Justice of the Constitutional Court of Indonesia
- Incumbent
- Assumed office 10 April 2026
- Nominated by: Supreme Court
- President: Prabowo Subianto
- Preceded by: Anwar Usman

Personal details
- Born: 27 October 1966 (age 59) Bojonegoro, East Java, Indonesia
- Education: University of Indonesia (S.H.); Padjadjaran University (M.H.); Airlangga University (Dr.);

= Liliek Prisbawono Adi =

Indonesian judge (born 1966

Liliek Prisbawono Adi (born 27 October 1966) is an Indonesian judge who serves as a justice of the Constitutional Court of Indonesia since 2026. He was nominated by the Supreme Court to the position, succeeding former chief justice Anwar Usman.

== Early life ==
Liliek was born on 27 October 1966 in Bojonegoro, located in the province of East Java.
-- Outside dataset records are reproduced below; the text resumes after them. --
//! Configuration validation.
//!
//! # Responsibilities
//! - Semantic validation (serde handles syntactic)
//! - Check addresses and endpoint URLs parse
//! - Reject empty destination names and zero body limits
//!
//! Returns all validation errors, not just the first.

use std::net::SocketAddr;

use url::Url;

use crate::config::schema::{ServiceConfig, SinkKind};

/// A single semantic problem in the configuration.
#[derive(Debug, Clone, PartialEq, Eq)]
pub struct ValidationError {
    pub field: &'static str,
    pub reason: String,
}

impl ValidationError {
    fn new(field: &'static str, reason: impl Into<String>) -> Self {
        Self {
            field,
            reason: reason.into(),
        }
    }
}

impl std::fmt::Display for ValidationError {
    fn fmt(&self, f: &mut std::fmt::Formatter<'_>) -> std::fmt::Result {
        write!(f, "{}: {}", self.field, self.reason)
    }
}

/// Validate a parsed configuration.
pub fn validate_config(config: &ServiceConfig) -> Result<(), Vec<ValidationError>> {
    let mut errors = Vec::new();

    if config.listener.bind_address.parse::<SocketAddr>().is_err() {
        errors.push(ValidationError::new(
            "listener.bind_address",
            format!("'{}' is not a socket address", config.listener.bind_address),
        ));
    }
    if config.listener.max_body_bytes == Some(0) {
        errors.push(ValidationError::new("listener.max_body_bytes", "must be greater than 0"));
    }

    if config.sink.log_group.trim().is_empty() {
        errors.push(ValidationError::new("sink.log_group", "must not be empty"));
    }
    if config.sink.log_stream.trim().is_empty() {
        errors.push(ValidationError::new("sink.log_stream", "must not be empty"));
    }
    // CloudWatch forbids ':' and '*' in stream names.
    if config.sink.log_stream.contains([':', '*']) {
        errors.push(ValidationError::new("sink.log_stream", "must not contain ':' or '*'"));
    }
    if config.sink.kind == SinkKind::CloudWatch {
        if let Err(e) = Url::parse(&config.sink.endpoint) {
            errors.push(ValidationError::new(
                "sink.endpoint",
                format!("'{}' is not a URL: {}", config.sink.endpoint, e),
            ));
        }
    }

    if config.observability.metrics_enabled
        && config.observability.metrics_address.parse::<SocketAddr>().is_err()
    {
        errors.push(ValidationError::new(
            "observability.metrics_address",
            format!("'{}' is not a socket address", config.observability.metrics_address),
        ));
    }

    if errors.is_empty() {
        Ok(())
    } else {
        Err(errors)
    }
}
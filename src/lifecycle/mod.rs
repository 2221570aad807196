//! Lifecycle management subsystem.
//!
//! # Data Flow
//! ```text
//! Startup (startup.rs):
//!     Build sink → Provision destination → Bind listener → Serve
//!
//! Shutdown (shutdown.rs):
//!     Signal received → Stop accepting → Drain in-flight requests → Exit
//!
//! Signals (signals.rs):
//!     SIGTERM/SIGINT → Trigger graceful shutdown
//! ```
//!
//! # Design Decisions
//! - Fail fast: a provisioning error is fatal and is not retried
//! - The listener is bound only after provisioning succeeded

pub mod shutdown;
pub mod signals;
pub mod startup;

pub use shutdown::Shutdown;
pub use startup::{prepare, start, Service, StartupError};
//! Provision-once, append-many adapter over a [`LogSink`].

use std::sync::atomic::{AtomicI64, Ordering};
use std::sync::Arc;

use chrono::Utc;

use crate::observability::metrics;
use crate::sink::types::{AppendError, Destination, LogEvent, ProvisionError, SinkError};
use crate::sink::LogSink;

/// Millisecond clock that never goes backwards within the process.
#[derive(Debug, Default)]
pub struct EventClock {
    last: AtomicI64,
}

impl EventClock {
    pub fn new() -> Self {
        Self::default()
    }

    /// Current wall-clock time in ms, clamped to the last value handed out.
    pub fn now_millis(&self) -> i64 {
        self.observe(Utc::now().timestamp_millis())
    }

    fn observe(&self, wall: i64) -> i64 {
        let previous = self.last.fetch_max(wall, Ordering::SeqCst);
        previous.max(wall)
    }
}

/// Owns the sink client and the destination. Built once at startup.
pub struct LogSinkAdapter {
    sink: Arc<dyn LogSink>,
    destination: Destination,
    clock: EventClock,
}

impl LogSinkAdapter {
    pub fn new(sink: Arc<dyn LogSink>, destination: Destination) -> Self {
        Self {
            sink,
            destination,
            clock: EventClock::new(),
        }
    }

    pub fn destination(&self) -> &Destination {
        &self.destination
    }

    /// Make sure the log group and stream exist.
    ///
    /// "Already exists" counts as success for both calls, so this is safe to
    /// run any number of times.
    pub async fn ensure_destination(&self) -> Result<(), ProvisionError> {
        let Destination { log_group, log_stream } = &self.destination;

        let created = tolerate_existing(self.sink.create_log_group(log_group).await).map_err(|source| {
            metrics::record_provision("log_group", "error");
            ProvisionError::LogGroup {
                group: log_group.clone(),
                source,
            }
        })?;
        metrics::record_provision("log_group", outcome(created));
        tracing::debug!(log_group = %log_group, created, "Log group ready");

        let created = tolerate_existing(self.sink.create_log_stream(log_group, log_stream).await).map_err(
            |source| {
                metrics::record_provision("log_stream", "error");
                ProvisionError::LogStream {
                    group: log_group.clone(),
                    stream: log_stream.clone(),
                    source,
                }
            },
        )?;
        metrics::record_provision("log_stream", outcome(created));
        tracing::debug!(log_group = %log_group, log_stream = %log_stream, created, "Log stream ready");

        Ok(())
    }

    /// Run [`ensure_destination`](Self::ensure_destination) and hand back a
    /// shareable handle for the request path.
    pub async fn provision(self) -> Result<ProvisionedSink, ProvisionError> {
        self.ensure_destination().await?;
        tracing::info!(destination = %self.destination, "Log destination provisioned");
        Ok(ProvisionedSink(Arc::new(self)))
    }

    /// Append one event stamped with the current time.
    ///
    /// Returns the submitted event on success. Failures are returned to the
    /// caller, who decides whether they matter.
    pub async fn append(&self, message: impl Into<String>) -> Result<LogEvent, AppendError> {
        let event = LogEvent {
            timestamp: self.clock.now_millis(),
            message: message.into(),
        };

        let result = self
            .sink
            .put_log_events(
                &self.destination.log_group,
                &self.destination.log_stream,
                std::slice::from_ref(&event),
            )
            .await;

        match result {
            Ok(()) => {
                metrics::record_append("ok");
                Ok(event)
            }
            Err(source) => {
                metrics::record_append("error");
                Err(AppendError {
                    destination: self.destination.clone(),
                    source,
                })
            }
        }
    }
}

/// An adapter whose destination is known to exist.
///
/// Only obtainable through [`LogSinkAdapter::provision`], so anything that
/// requires one cannot run before provisioning succeeded.
#[derive(Clone, Debug)]
pub struct ProvisionedSink(Arc<LogSinkAdapter>);

impl std::ops::Deref for ProvisionedSink {
    type Target = LogSinkAdapter;

    fn deref(&self) -> &Self::Target {
        &self.0
    }
}

impl std::fmt::Debug for LogSinkAdapter {
    fn fmt(&self, f: &mut std::fmt::Formatter<'_>) -> std::fmt::Result {
        f.debug_struct("LogSinkAdapter")
            .field("destination", &self.destination)
            .finish()
    }
}

/// Ok(true) if created, Ok(false) if it was already there.
fn tolerate_existing(result: Result<(), SinkError>) -> Result<bool, SinkError> {
    match result {
        Ok(()) => Ok(true),
        Err(e) if e.is_already_exists() => Ok(false),
        Err(e) => Err(e),
    }
}

fn outcome(created: bool) -> &'static str {
    if created {
        "created"
    } else {
        "exists"
    }
}
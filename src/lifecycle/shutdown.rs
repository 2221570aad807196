//! Shutdown coordination between the signal task and the HTTP server.

use tokio::sync::broadcast;

/// Fires once when the process should stop serving.
///
/// `main` hands a receiver to [`Service::run`](crate::lifecycle::Service::run)
/// and triggers it from the signal task. The server then stops accepting and
/// drains in-flight `/batch` requests before returning.
pub struct Shutdown {
    tx: broadcast::Sender<()>,
}

impl Shutdown {
    pub fn new() -> Self {
        let (tx, _) = broadcast::channel(1);
        Self { tx }
    }

    /// Receiver for the server's graceful-shutdown future.
    pub fn subscribe(&self) -> broadcast::Receiver<()> {
        self.tx.subscribe()
    }

    /// Tell the server to stop. A no-op once the server has exited.
    pub fn trigger(&self) {
        let _ = self.tx.send(());
    }

    /// Non-zero while the server is still running.
    pub fn receiver_count(&self) -> usize {
        self.tx.receiver_count()
    }
}

impl Default for Shutdown {
    fn default() -> Self {
        Self::new()
    }
}
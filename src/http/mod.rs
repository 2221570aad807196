//! HTTP protocol handling subsystem.
//!
//! # Data Flow
//! ```text
//! TCP connection
//!     → server.rs (Axum setup, middleware)
//!     → request.rs (assign / propagate x-request-id)
//!     → handlers.rs (JSON extraction, summary, append)
//!     → response.rs (fixed acknowledgment body)
//!     → Send to client
//! ```

pub mod handlers;
pub mod request;
pub mod response;
pub mod server;
pub mod summary;

pub use request::{MakeRequestUuidV4, X_REQUEST_ID};
pub use response::BatchAck;
pub use server::{AppState, HttpServer};
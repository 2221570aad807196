//! Route handlers.

use axum::{
    extract::State,
    http::{HeaderMap, StatusCode},
    Json,
};
use serde_json::Value;

use crate::http::request::request_id;
use crate::http::response::{BatchAck, HealthStatus};
use crate::http::server::AppState;
use crate::http::summary::batch_message;
use crate::observability::metrics;

/// `POST /batch`: forward a summary of the payload to the log sink.
///
/// Always acknowledges. Append failures are logged locally and never reach
/// the client.
pub async fn batch(
    State(state): State<AppState>,
    headers: HeaderMap,
    Json(payload): Json<Value>,
) -> (StatusCode, Json<BatchAck>) {
    let request_id = request_id(&headers);
    metrics::record_batch_request();

    let message = batch_message(&payload);
    tracing::info!(request_id = %request_id, "{}", message);

    // Append failures are swallowed on purpose; the response does not depend on them.
    if let Err(error) = state.sink.append(message).await {
        tracing::error!(request_id = %request_id, error = %error, "Failed to forward batch request to log sink");
    }

    (StatusCode::OK, Json(BatchAck::logged()))
}

/// `GET /health`: liveness probe.
pub async fn health() -> Json<HealthStatus> {
    Json(HealthStatus { status: "ok" })
}
//! Restricted expression lexer, AST, parser, and evaluator used by `display`.
//!
//! Operands are number, string and boolean literals, bound variables and
//! `.field` access on objects.  There are no calls and no assignment; the
//! only state an expression can observe is what [`EvalContext`] hands out.
//!
//! Operator precedence (lowest → highest):
//!   or  →  and  →  equality  →  relational  →  additive  →
//!   multiplicative  →  unary  →  postfix (`.field`)  →  primary

use std::cmp::Ordering;

use super::error::EvalError;
use super::value::{Value, VarStore};

/// Parser recursion limit; keeps `((((…` from exhausting the stack.
const MAX_DEPTH: usize = 256;

// ── EvalContext ───────────────────────────────────────────────────────────────

/// Variable lookup interface used by the evaluator.
pub trait EvalContext {
    fn get_var(&self, name: &str) -> Option<Value>;
}

impl EvalContext for VarStore {
    fn get_var(&self, name: &str) -> Option<Value> {
        self.get(name).cloned()
    }
}

// ── Token ─────────────────────────────────────────────────────────────────────

#[derive(Debug, Clone, PartialEq)]
pub enum Token {
    Number(f64),
    Str(String),
    Ident(String),

    Plus,
    Minus,
    Star,
    Slash,
    Percent,
    Bang,
    Dot,

    Eq, // ==
    Ne, // !=
    Lt,
    Le,
    Gt,
    Ge,

    And, // &&
    Or,  // ||

    LParen,
    RParen,
    Eof,
}
//! tela: a line-oriented `set`/`display` script interpreter that renders its
//! output as text on a drawing surface.

pub mod cli;
pub mod color;
pub mod config;
pub mod script;
pub mod surface;
pub mod terminal;
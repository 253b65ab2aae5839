//! The drawing capability the interpreter renders onto.
//!
//! A [`Surface`] only needs to place a string of text at a pixel position in
//! a given color.  Surfaces are looked up by target id through a
//! [`SurfaceProvider`] at the start of each run; a missing target is the one
//! fatal error of the interpreter.

use std::collections::HashMap;
use std::io::Write;

use crate::color::Color;

/// Something text can be drawn on.
pub trait Surface {
    /// Draw `text` with its baseline-left corner at `(x, y)`.
    fn draw_text(&mut self, text: &str, x: f64, y: f64, color: Color);
}

impl<S: Surface + ?Sized> Surface for Box<S> {
    fn draw_text(&mut self, text: &str, x: f64, y: f64, color: Color) {
        (**self).draw_text(text, x, y, color)
    }
}

/// Resolves a surface target id to a surface.
pub trait SurfaceProvider {
    fn surface(&mut self, target: &str) -> Option<&mut dyn Surface>;
}

// ── RecordingSurface ──────────────────────────────────────────────────────────

/// One `draw_text` call as seen by a [`RecordingSurface`].
#[derive(Debug, Clone, PartialEq)]
pub struct DrawCall {
    pub text: String,
    pub x: f64,
    pub y: f64,
    pub color: Color,
}

impl std::fmt::Display for DrawCall {
    /// Tab-separated `x y color text`, the `--dump` output format.
    fn fmt(&self, f: &mut std::fmt::Formatter<'_>) -> std::fmt::Result {
        write!(f, "{}\t{}\t{}\t{}", self.x, self.y, self.color, self.text)
    }
}

/// A surface that records every call in order.
#[derive(Debug, Default)]
pub struct RecordingSurface {
    calls: Vec<DrawCall>,
}

impl RecordingSurface {
    pub fn new() -> Self {
        Self::default()
    }

    pub fn calls(&self) -> &[DrawCall] {
        &self.calls
    }

    /// Just the rendered strings, in order.
    pub fn texts(&self) -> Vec<&str> {
        self.calls.iter().map(|c| c.text.as_str()).collect()
    }

    /// Drain and return the recorded calls.
    pub fn take_calls(&mut self) -> Vec<DrawCall> {
        std::mem::take(&mut self.calls)
    }
}

impl Surface for RecordingSurface {
    fn draw_text(&mut self, text: &str, x: f64, y: f64, color: Color) {
        self.calls.push(DrawCall {
            text: text.to_owned(),
            x,
            y,
            color,
        });
    }
}

// ── WriteSurface ──────────────────────────────────────────────────────────────

/// Streams each draw call as one [`DrawCall`] line to a writer.
pub struct WriteSurface<W: Write> {
    out: W,
}

impl<W: Write> WriteSurface<W> {
    pub fn new(out: W) -> Self {
        Self { out }
    }

    pub fn into_inner(self) -> W {
        self.out
    }
}

impl<W: Write> Surface for WriteSurface<W> {
    fn draw_text(&mut self, text: &str, x: f64, y: f64, color: Color) {
        let call = DrawCall {
            text: text.to_owned(),
            x,
            y,
            color,
        };
        if let Err(e) = writeln!(self.out, "{call}").and_then(|_| self.out.flush()) {
            tracing::warn!(error = %e, "dump write failed");
        }
    }
}

// ── Surfaces ──────────────────────────────────────────────────────────────────

/// A set of surfaces keyed by target id.
pub struct Surfaces<S: Surface = Box<dyn Surface>> {
    targets: HashMap<String, S>,
}

impl<S: Surface> Default for Surfaces<S> {
    fn default() -> Self {
        Self {
            targets: HashMap::new(),
        }
    }
}

impl<S: Surface> Surfaces<S> {
    pub fn new() -> Self {
        Self::default()
    }

    /// Register (or replace) the surface for `target`.
    pub fn insert(&mut self, target: impl Into<String>, surface: S) {
        self.targets.insert(target.into(), surface);
    }

    pub fn get(&self, target: &str) -> Option<&S> {
        self.targets.get(target)
    }

    pub fn get_mut(&mut self, target: &str) -> Option<&mut S> {
        self.targets.get_mut(target)
    }

    pub fn remove(&mut self, target: &str) -> Option<S> {
        self.targets.remove(target)
    }
}

impl<S: Surface> SurfaceProvider for Surfaces<S> {
    fn surface(&mut self, target: &str) -> Option<&mut dyn Surface> {
        self.targets.get_mut(target).map(|s| s as &mut dyn Surface)
    }
}

// ── Tests ─────────────────────────────────────────────────────────────────────
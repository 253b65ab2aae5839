//! Keyword → handler table driving command dispatch.
//!
//! A registry is built per interpreter, never shared between runs.  Adding a
//! command to the dialect is a matter of registering another handler.

use std::collections::HashMap;
use std::fmt;

use super::error::ScriptError;
use super::interp::Session;
use super::literal::BraceIndex;

/// What a handler gets to see of the script.
#[derive(Debug, Clone, Copy)]
pub struct CommandInput<'a> {
    /// The (trimmed) line being executed.
    pub line: &'a str,
    /// Every line of the script, for handlers that read ahead.
    pub lines: &'a [String],
    /// Where object literals opened on each line close.
    pub braces: &'a BraceIndex,
    /// Index of `line` within `lines`.
    pub index: usize,
}

/// A command handler.  Returns the number of lines consumed beyond
/// `input.line`, which the execution loop skips.
pub type Handler = Box<dyn Fn(&CommandInput<'_>, &mut Session<'_>) -> Result<usize, ScriptError>>;

#[derive(Default)]
pub struct CommandRegistry {
    commands: HashMap<String, Handler>,
}

impl CommandRegistry {
    pub fn new() -> Self {
        Self::default()
    }

    /// A registry holding the built-in `set` and `display` commands.
    pub fn with_builtins() -> Self {
        let mut registry = Self::new();
        super::builtins::register_builtins(&mut registry);
        registry
    }

    /// Register `handler` for `keyword`, replacing any previous handler.
    pub fn register<F>(&mut self, keyword: impl Into<String>, handler: F)
    where
        F: Fn(&CommandInput<'_>, &mut Session<'_>) -> Result<usize, ScriptError> + 'static,
    {
        self.commands.insert(keyword.into(), Box::new(handler));
    }

    pub fn get(&self, keyword: &str) -> Option<&Handler> {
        self.commands.get(keyword)
    }

    pub fn has(&self, keyword: &str) -> bool {
        self.commands.contains_key(keyword)
    }

    /// Registered keywords, sorted.
    pub fn keywords(&self) -> Vec<&str> {
        let mut names: Vec<&str> = self.commands.keys().map(String::as_str).collect();
        names.sort_unstable();
        names
    }

    pub fn len(&self) -> usize {
        self.commands.len()
    }

    pub fn is_empty(&self) -> bool {
        self.commands.is_empty()
    }
}

impl fmt::Debug for CommandRegistry {
    fn fmt(&self, f: &mut fmt::Formatter<'_>) -> fmt::Result {
        f.debug_struct("CommandRegistry")
            .field("keywords", &self.keywords())
            .finish()
    }
}

// ── Tests ─────────────────────────────────────────────────────────────────────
He studied law at the University of Indonesia (UI), graduating in 1992. He would go on to pursue further studies at both Padjadjaran University and Airlangga University, graduating with a master's degree in 2013 and a doctoral degree in 2021 respectively.

== Career ==
Liliek later joined the civil service in 1994. Two years later, in 1996, he became a judge at the district court of Fakfak Regency, located in West Papua. He went on to serve in the district courts of Cibinong, Metro, and Bandung. He also served as chief justice in the district courts of Semarang Regency and Balikpapan. In 2022, Liliek was appointed chief justice of the district court of Central Jakarta. He was then appointed as a high court justice at the Medan High Court two years later, in 2024.

Following the retirement of Anwar Usman from the Constitutional Court, Liliek was appointed as his replacement. He took office on 10 April 2026.